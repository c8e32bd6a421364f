//! Message events and event listeners

use std::fmt;
use std::rc::Rc;

use tracing::trace;

use super::Window;
use crate::error::Result;
use crate::runtime::Value;

/// Event type names
pub mod event_types {
    /// A delivered message
    pub const MESSAGE: &str = "message";
    /// A message that could not be deserialized
    pub const MESSAGE_ERROR: &str = "messageerror";
}

/// Event fired at a window by the message delivery pipeline
#[derive(Clone)]
pub struct MessageEvent {
    pub event_type: &'static str,
    /// Serialized origin of the sender
    pub origin: String,
    /// The sending window
    pub source: Option<Rc<Window>>,
    /// Deserialized payload; undefined for "messageerror"
    pub data: Value,
    /// Transferred message ports, in transfer-list order
    pub ports: Vec<Value>,
}

impl MessageEvent {
    pub fn is_error(&self) -> bool {
        self.event_type == event_types::MESSAGE_ERROR
    }
}

impl fmt::Debug for MessageEvent {
    fn fmt(&self, f: &mut fmt::Formatter<'_>) -> fmt::Result {
        f.debug_struct("MessageEvent")
            .field("event_type", &self.event_type)
            .field("origin", &self.origin)
            .field("source", &self.source.as_ref().map(|w| w.id()))
            .field("data", &self.data)
            .field("ports", &self.ports.len())
            .finish()
    }
}

/// A message event handler
#[derive(Clone)]
pub struct EventListener(Rc<dyn Fn(&MessageEvent) -> Result<()>>);

impl EventListener {
    pub fn new(f: impl Fn(&MessageEvent) -> Result<()> + 'static) -> Self {
        Self(Rc::new(f))
    }

    fn call(&self, event: &MessageEvent) -> Result<()> {
        (self.0)(event)
    }
}

impl fmt::Debug for EventListener {
    fn fmt(&self, f: &mut fmt::Formatter<'_>) -> fmt::Result {
        f.write_str("EventListener")
    }
}

/// Registration handle returned by [`Window::add_event_listener`]
#[derive(Debug, Clone, Copy, PartialEq, Eq, Hash)]
pub struct ListenerId(u64);

pub(super) struct RegisteredListener {
    id: ListenerId,
    event_type: String,
    listener: EventListener,
}

impl Window {
    pub fn add_event_listener(&self, event_type: &str, listener: EventListener) -> ListenerId {
        let id = ListenerId(self.next_listener_id.get());
        self.next_listener_id.set(id.0 + 1);
        self.listeners.borrow_mut().push(RegisteredListener {
            id,
            event_type: event_type.to_string(),
            listener,
        });
        id
    }

    /// Returns false if `id` was not registered
    pub fn remove_event_listener(&self, id: ListenerId) -> bool {
        let mut listeners = self.listeners.borrow_mut();
        let before = listeners.len();
        listeners.retain(|registered| registered.id != id);
        listeners.len() != before
    }

    /// Invoke the listeners registered for the event's type, in registration
    /// order, and return how many ran. Listener errors are reported and do
    /// not stop the remaining listeners.
    pub fn dispatch_event(&self, event: &MessageEvent) -> usize {
        let snapshot: Vec<(ListenerId, EventListener)> = self
            .listeners
            .borrow()
            .iter()
            .filter(|registered| registered.event_type == event.event_type)
            .map(|registered| (registered.id, registered.listener.clone()))
            .collect();

        let mut invoked = 0;
        for (id, listener) in snapshot {
            // Skip listeners removed by an earlier listener.
            let still_registered = self.listeners.borrow().iter().any(|r| r.id == id);
            if !still_registered {
                continue;
            }
            invoked += 1;
            if let Err(error) = listener.call(event) {
                self.report_exception(&error);
            }
        }

        trace!(
            target: "skylight::message",
            window = self.id(),
            event_type = event.event_type,
            invoked,
            "dispatched event"
        );
        invoked
    }
}
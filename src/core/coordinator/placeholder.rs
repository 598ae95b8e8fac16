// src/core/coordinator/placeholder.rs

//! Error-placeholder recovery: a configured fallback image rendered through
//! the requested transform chain, shared across originals via the chain
//! fingerprint.

use super::{Coordinator, WaiterOutcome};
use crate::core::deadline::Deadline;
use crate::core::errors::GatewayError;
use crate::core::flight::Flight;
use crate::core::metrics;
use crate::core::object::ImageObject;
use crate::core::response::Response;
use anyhow::Context;
use bytes::Bytes;
use std::path::Path;
use std::time::Duration;
use tokio::time::MissedTickBehavior;
use tokio_util::sync::CancellationToken;
use tracing::debug;

/// Poll backoff for waiters on an in-flight placeholder render.
const PLACEHOLDER_POLL_INTERVAL: Duration = Duration::from_millis(10);

/// The configured fallback image.
#[derive(Debug, Clone)]
pub struct PlaceholderSource {
    /// Identifier mixed into placeholder cache keys.
    pub id: String,
    pub bytes: Bytes,
    pub content_type: String,
}

impl PlaceholderSource {
    pub fn new(id: &str, bytes: Bytes, content_type: &str) -> Self {
        Self {
            id: id.to_string(),
            bytes,
            content_type: content_type.to_string(),
        }
    }

    /// Loads the placeholder image from disk at startup.
    pub fn from_file(id: &str, path: &Path) -> anyhow::Result<Self> {
        let bytes = std::fs::read(path)
            .with_context(|| format!("Failed to read placeholder image at '{}'", path.display()))?;
        let content_type = mime_guess::from_path(path)
            .first_raw()
            .unwrap_or("application/octet-stream");
        Ok(Self::new(id, Bytes::from(bytes), content_type))
    }
}

impl Coordinator {
    /// Converts a failure into a response, attempting the placeholder path
    /// when the error kind and the request allow it.
    pub(super) async fn reply_with_error(
        &self,
        object: &ImageObject,
        status: u16,
        error: GatewayError,
        _deadline: Deadline,
        cancel: &CancellationToken,
    ) -> Response {
        let Some(source) = &self.placeholder else {
            return Response::from_error_with_status(status, error);
        };
        if object.transforms.is_empty() || object.debug || !error.wants_placeholder() {
            return Response::from_error_with_status(status, error);
        }

        // The request deadline has often already burned out by the time we
        // get here (timeouts, throttling). The render runs under its own
        // bounded budget so the placeholder still lands in the cache for
        // this and subsequent failures.
        let render_deadline = Deadline::after(self.settings.lock_timeout);

        // Identical chains on different originals share one rendered
        // placeholder, keyed by the chain fingerprint.
        let placeholder_key = format!("{}:{}", source.id, object.transforms.fingerprint_hex());

        if let Some(hit) = self.cache.get(&placeholder_key, true) {
            return stamp(hit, status, error);
        }

        match self.flight.acquire(&placeholder_key) {
            Flight::Owner(guard) => {
                let input = Response::buffered(200, source.bytes.clone())
                    .with_content_type(&source.content_type);
                match self
                    .engine
                    .process(input, object.transforms.as_slice(), render_deadline)
                    .await
                {
                    Ok(rendered) => {
                        metrics::PLACEHOLDER_RENDERS_TOTAL.inc();
                        self.cache
                            .set(&placeholder_key, &rendered, self.settings.placeholder_ttl);
                        guard.publish(&rendered);
                        stamp(rendered, status, error)
                    }
                    Err(render_error) => {
                        debug!(
                            "Placeholder render for '{placeholder_key}' failed: {render_error}"
                        );
                        // Dropping the guard releases the key; waiters fall
                        // back to plain error responses.
                        drop(guard);
                        Response::from_error_with_status(status, error)
                    }
                }
            }
            Flight::Waiter(mut ticket) => {
                let poll_deadline = tokio::time::Instant::now() + self.settings.lock_timeout;
                let mut poll = tokio::time::interval(PLACEHOLDER_POLL_INTERVAL);
                poll.set_missed_tick_behavior(MissedTickBehavior::Delay);

                loop {
                    let outcome = tokio::select! {
                        _ = cancel.cancelled() => WaiterOutcome::Cancelled,
                        received = ticket.recv() => WaiterOutcome::Received(received),
                        _ = tokio::time::sleep_until(poll_deadline) => WaiterOutcome::TimedOut,
                        _ = poll.tick() => WaiterOutcome::Probed,
                    };
                    match outcome {
                        WaiterOutcome::Cancelled => {
                            ticket.cancel();
                            return Response::from_error(GatewayError::ClientCancelled);
                        }
                        WaiterOutcome::Received(Some(rendered)) => {
                            return stamp(rendered, status, error);
                        }
                        WaiterOutcome::Received(None) => {
                            return Response::from_error_with_status(status, error);
                        }
                        WaiterOutcome::TimedOut => {
                            ticket.cancel();
                            return Response::from_error_with_status(status, error);
                        }
                        WaiterOutcome::Probed => {
                            if let Some(hit) = self.cache.get(&placeholder_key, true) {
                                ticket.cancel();
                                return stamp(hit, status, error);
                            }
                        }
                    }
                }
            }
        }
    }
}

/// Overrides the rendered placeholder's status with the original failure.
fn stamp(mut rendered: Response, status: u16, error: GatewayError) -> Response {
    rendered.status = status;
    rendered.error = Some(error);
    rendered
}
# # #
→ What is expected: Using the listing above, return word for word each line from the one that has "#[derive(Debug, Clone, Copy, PartialEq, Eq, Hash)]" through the one that has "let before = listeners.len();", and no line outside that range.

→ Final answer:
#[derive(Debug, Clone, Copy, PartialEq, Eq, Hash)]
pub struct ListenerId(u64);

pub(super) struct RegisteredListener {
    id: ListenerId,
    event_type: String,
    listener: EventListener,
}

impl Window {
    pub fn add_event_listener(&self, event_type: &str, listener: EventListener) -> ListenerId {
        let id = ListenerId(self.next_listener_id.get());
        self.next_listener_id.set(id.0 + 1);
        self.listeners.borrow_mut().push(RegisteredListener {
            id,
            event_type: event_type.to_string(),
            listener,
        });
        id
    }

    /// Returns false if `id` was not registered
    pub fn remove_event_listener(&self, id: ListenerId) -> bool {
        let mut listeners = self.listeners.borrow_mut();
        let before = listeners.len();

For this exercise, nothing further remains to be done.